I am trying to prove an equality using Mean Value Theorem, I wish to know if my reasoning is correct, or if someone can improve upon the proof. The expression I am trying to prove is: \begin{equation} \tanh{(\tau+\epsilon)}=\tanh{(\tau)}+\epsilon(1-\tanh^2{\zeta}) \end{equation} where, $0\leq \zeta \leq \tau$. My proof: \begin{equation} \tanh{(\tau+\epsilon)}=\int_0^{\tau+\epsilon}(1-\tanh^2{x})dx \end{equation}, and Using the MVT, the RHS of equation above, can be written as: \begin{equation} \begin{split} \int_0^{\tau+\epsilon}(1-\tanh^2{x})dx&=(\tau+\epsilon)(1-\tanh^2{\zeta})\\ &=\tau(1-\tanh^2{\zeta})+\epsilon(1-\tanh^2{\zeta}) \end{split} \end{equation}. where $0\leq \zeta \leq \tau+\epsilon$ . Now, \begin{equation} (1-\tanh^2{\zeta})=\frac{d(\tanh{x})}{dx}\Big|_\zeta \end{equation}, Now, using the derivative version of the MVT on the RHS of equation above, one gets: \begin{equation} \frac{d(\tanh{x})}{dx}\Big|_\zeta=\frac{\tanh{(\tau})-0}{\tau-0} \end{equation}. Under the assumption, $0\leq \zeta\leq \tau$. Using all the above, it becomes, \begin{equation} \tanh{(\tau+\epsilon)}=\tanh{(\tau)}+\epsilon(1-\tanh^2{\zeta}) \end{equation}. Is my proof correct?

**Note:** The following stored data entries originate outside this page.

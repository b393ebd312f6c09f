//! Plain text codec.

use serde_json::Value;

use super::{Attributes, CodecError, PayloadCodec};

/// Attribute that carries the text body.
pub const MESSAGE_ATTRIBUTE: &str = "message";

/// Exposes a UTF-8 payload as a single `message` attribute.
#[derive(Debug, Clone, Copy, Default)]
pub struct TextCodec;

impl PayloadCodec for TextCodec {
    fn name(&self) -> &'static str {
        "text"
    }

    fn decode(&self, payload: &[u8]) -> Result<Attributes, CodecError> {
        let text = std::str::from_utf8(payload).map_err(|_| CodecError::InvalidUtf8)?;
        let mut attributes = Attributes::new();
        attributes.insert(MESSAGE_ATTRIBUTE.to_string(), Value::from(text));
        Ok(attributes)
    }

    fn encode(&self, attributes: &Attributes) -> Result<Vec<u8>, CodecError> {
        match attributes.get(MESSAGE_ATTRIBUTE) {
            Some(Value::String(text)) => Ok(text.as_bytes().to_vec()),
            Some(other) => Ok(other.to_string().into_bytes()),
            None => serde_json::to_vec(attributes).map_err(|e| CodecError::Encode(e.to_string())),
        }
    }
}

#[cfg(test)]
mod tests {
    use super::*;

    #[test]
    fn test_decode_wraps_text() {
        let attrs = TextCodec.decode(b"hello").unwrap();
        assert_eq!(attrs[MESSAGE_ATTRIBUTE], "hello");
    }

    #[test]
    fn test_encode_unwraps_message() {
        let attrs = TextCodec.decode(b"ok").unwrap();
        assert_eq!(TextCodec.encode(&attrs).unwrap(), b"ok");
    }

    #[test]
    fn test_encode_without_message_falls_back_to_json() {
        let mut attrs = Attributes::new();
        attrs.insert("count".to_string(), Value::from(3));
        assert_eq!(TextCodec.encode(&attrs).unwrap(), br#"{"count":3}"#);
    }
}
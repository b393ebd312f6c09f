//! Correlation broker.
//!
//! Parks the response channel of each inbound call under a correlation id,
//! lets the processing pipeline answer it later from any task, and
//! guarantees every parked call reaches exactly one terminal state:
//! answered, expired, or discarded on shutdown.
//!
//! - [`CorrelationTable`]: per-endpoint map of pending calls
//! - [`EndpointRegistry`]: live endpoints by id
//! - [`InboundEndpoint`]: decode, correlate, park, submit
//! - [`Responder`]: route a result back to its pending call
//! - [`ExpirySweeper`]: fail calls that outlive their TTL

mod endpoint;
mod registry;
mod responder;
mod sweeper;
mod table;

pub use endpoint::{EndpointSettings, InboundEndpoint};
pub use registry::EndpointRegistry;
pub use responder::{spawn_responder, Delivery, Responder, ResponderHandle};
pub use sweeper::{ExpirySweeper, SweeperHandle};
pub use table::{build_reply, Completion, CorrelationTable, PendingResponse, ResponseChannel};

use std::sync::Arc;

use tokio::task::JoinHandle;
use tracing::info;

use crate::config::{Config, SinkConfig};
use crate::error::Result;
use crate::pipeline::Pipeline;
use crate::sink::ResponseSink;

/// Metadata key routing a message to the endpoint bound to that stream.
pub const STREAM_ID_HEADER: &str = "stream.id";
/// Metadata key echoed on results and used for request tracing.
pub const CORRELATION_ID_HEADER: &str = "x-correlation-id";

/// Running broker: registry plus its responder and sweeper tasks.
#[derive(Debug)]
pub struct Broker {
    registry: Arc<EndpointRegistry>,
    responder: ResponderHandle,
    responder_task: JoinHandle<()>,
    sweeper: SweeperHandle,
}

impl Broker {
    /// Spawn the responder and sweeper over a fresh registry.
    pub fn start(config: &Config) -> Self {
        let registry = Arc::new(EndpointRegistry::new());
        let (responder, responder_task) = spawn_responder(Responder::new(registry.clone()));
        let sweeper =
            ExpirySweeper::new(registry.clone(), config.expiry.sweep_interval()).spawn();

        Self {
            registry,
            responder,
            responder_task,
            sweeper,
        }
    }

    pub fn registry(&self) -> &Arc<EndpointRegistry> {
        &self.registry
    }

    /// Handle for queueing results to the responder task.
    pub fn responder(&self) -> ResponderHandle {
        self.responder.clone()
    }

    /// Build and register every configured endpoint, all feeding `pipeline`.
    ///
    /// Fails on the first invalid endpoint or id conflict.
    pub async fn bind_endpoints(
        &self,
        config: &Config,
        pipeline: Arc<dyn Pipeline>,
    ) -> Result<Vec<Arc<InboundEndpoint>>> {
        let mut bound = Vec::with_capacity(config.endpoints.len());
        for endpoint_config in &config.endpoints {
            let endpoint = Arc::new(InboundEndpoint::from_config(
                endpoint_config,
                config.expiry.ttl(),
                pipeline.clone(),
            )?);
            self.registry.register(endpoint.clone()).await?;
            bound.push(endpoint);
        }
        Ok(bound)
    }

    /// Build one response sink per sink configuration.
    pub fn build_sinks(&self, sinks: &[SinkConfig]) -> Result<Vec<ResponseSink>> {
        sinks
            .iter()
            .map(|sink| Ok(ResponseSink::from_config(sink, self.responder())?))
            .collect()
    }

    /// Unregister every endpoint and stop the background tasks.
    ///
    /// Returns the number of endpoints that were shut down.
    pub async fn shutdown(self) -> usize {
        let stopped = self.registry.shutdown_all().await;
        self.sweeper.shutdown().await;
        self.responder.stop();
        let _ = self.responder_task.await;
        info!(endpoints = stopped, "Broker shut down");
        stopped
    }
}
fn main() -> Result<(), Box<dyn std::error::Error>> {
    // Only rerun if proto files change
    println!("cargo:rerun-if-changed=proto/eventgate/eventgate.proto");

    tonic_build::configure()
        .build_server(true)
        .build_client(true)
        .compile_protos(&["proto/eventgate/eventgate.proto"], &["proto"])?;
    Ok(())
}
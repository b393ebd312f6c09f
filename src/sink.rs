//! Response sink - outbound boundary from the pipeline back to callers.
//!
//! A sink answers the calls received by exactly one inbound endpoint (its
//! source). Publishing encodes the result with the sink's codec and hands it
//! to the responder task; it never waits for the caller.

use std::sync::Arc;

use tracing::{debug, warn};

use crate::broker::{ResponderHandle, CORRELATION_ID_HEADER};
use crate::codec::{Attributes, CodecError, PayloadCodec};
use crate::config::{ConfigError, ServiceUrl, SinkConfig};
use crate::error::{BrokerError, Result};
use crate::pipeline::Event;
use crate::proto::Event as ProtoEvent;

/// Publishes pipeline results to the calls of one source endpoint.
#[derive(Clone)]
pub struct ResponseSink {
    url: ServiceUrl,
    source_id: String,
    message_id_field: String,
    codec: Arc<dyn PayloadCodec>,
    responder: ResponderHandle,
}

impl ResponseSink {
    /// Build a sink from configuration.
    ///
    /// Fails when the URL is invalid or `source_id` is missing.
    pub fn from_config(
        config: &SinkConfig,
        responder: ResponderHandle,
    ) -> std::result::Result<Self, ConfigError> {
        let source_id = config.validated_source_id()?.to_string();
        let url = ServiceUrl::parse(&config.url)?;
        Ok(Self {
            url,
            source_id,
            message_id_field: config.message_id_field.clone(),
            codec: config.codec.build(),
            responder,
        })
    }

    /// Id of the endpoint this sink answers.
    pub fn source_id(&self) -> &str {
        &self.source_id
    }

    pub fn url(&self) -> &ServiceUrl {
        &self.url
    }

    /// Encode `attributes` and deliver them as the answer to `correlation_id`.
    pub fn publish(&self, attributes: &Attributes, correlation_id: &str) -> Result<()> {
        let encoded = self.codec.encode(attributes)?;
        let payload = String::from_utf8(encoded).map_err(|_| CodecError::InvalidUtf8)?;

        let mut result = ProtoEvent {
            payload,
            headers: Default::default(),
        };
        result
            .headers
            .insert(self.message_id_field.clone(), correlation_id.to_string());
        result
            .headers
            .insert(CORRELATION_ID_HEADER.to_string(), correlation_id.to_string());

        self.responder
            .deliver(self.source_id.clone(), correlation_id, result)?;
        debug!(
            source = %self.source_id,
            correlation_id = %correlation_id,
            "Result published"
        );
        Ok(())
    }

    /// Publish `attributes` as the answer to the call that produced `event`.
    ///
    /// Only events whose call was parked can be answered. The correlation id
    /// is read from the event's `message_id_field` transport property,
    /// falling back to the id the endpoint assigned.
    pub fn publish_event(&self, event: &Event, attributes: &Attributes) -> Result<()> {
        let Some(assigned) = event.correlation_id.as_ref() else {
            warn!(
                source = %self.source_id,
                "Dropping result, event was not parked awaiting a reply"
            );
            return Err(BrokerError::MissingCorrelationField {
                endpoint: event.endpoint_id.clone(),
                field: self.message_id_field.clone(),
            });
        };
        let correlation_id = event
            .transport
            .get(&self.message_id_field)
            .unwrap_or(assigned);

        self.publish(attributes, correlation_id)
    }
}

impl std::fmt::Debug for ResponseSink {
    fn fmt(&self, f: &mut std::fmt::Formatter<'_>) -> std::fmt::Result {
        f.debug_struct("ResponseSink")
            .field("url", &self.url.to_string())
            .field("source_id", &self.source_id)
            .field("codec", &self.codec.name())
            .finish_non_exhaustive()
    }
}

Please comment! Thanks for your time and consideration!

Answer 1

The result is more immediate. By MVT, for some $\zeta \in (\tau,\tau +\varepsilon)$ $$\frac{\tanh (\tau + \varepsilon) - \tanh (\tau)}{\varepsilon} = \tanh '(\zeta) = 1-\tanh ^2 (\zeta) $$ I am not sure how we were supposed to pick a suitable $0\leq \zeta\leq\tau$, however. In fact, I'm quite sure you won't be able to do that. For a sufficiently large $n = n(\varepsilon)$ $$\varepsilon > \tanh (n+1) - \tanh (n) = 1-\tanh ^2(\zeta) \geq 1 - \tanh (\zeta) $$ yielding $\tanh (\zeta) + \varepsilon >1$. If $\varepsilon >0$ is small, then no $0\leq \zeta\leq n$ would satisfy that demand.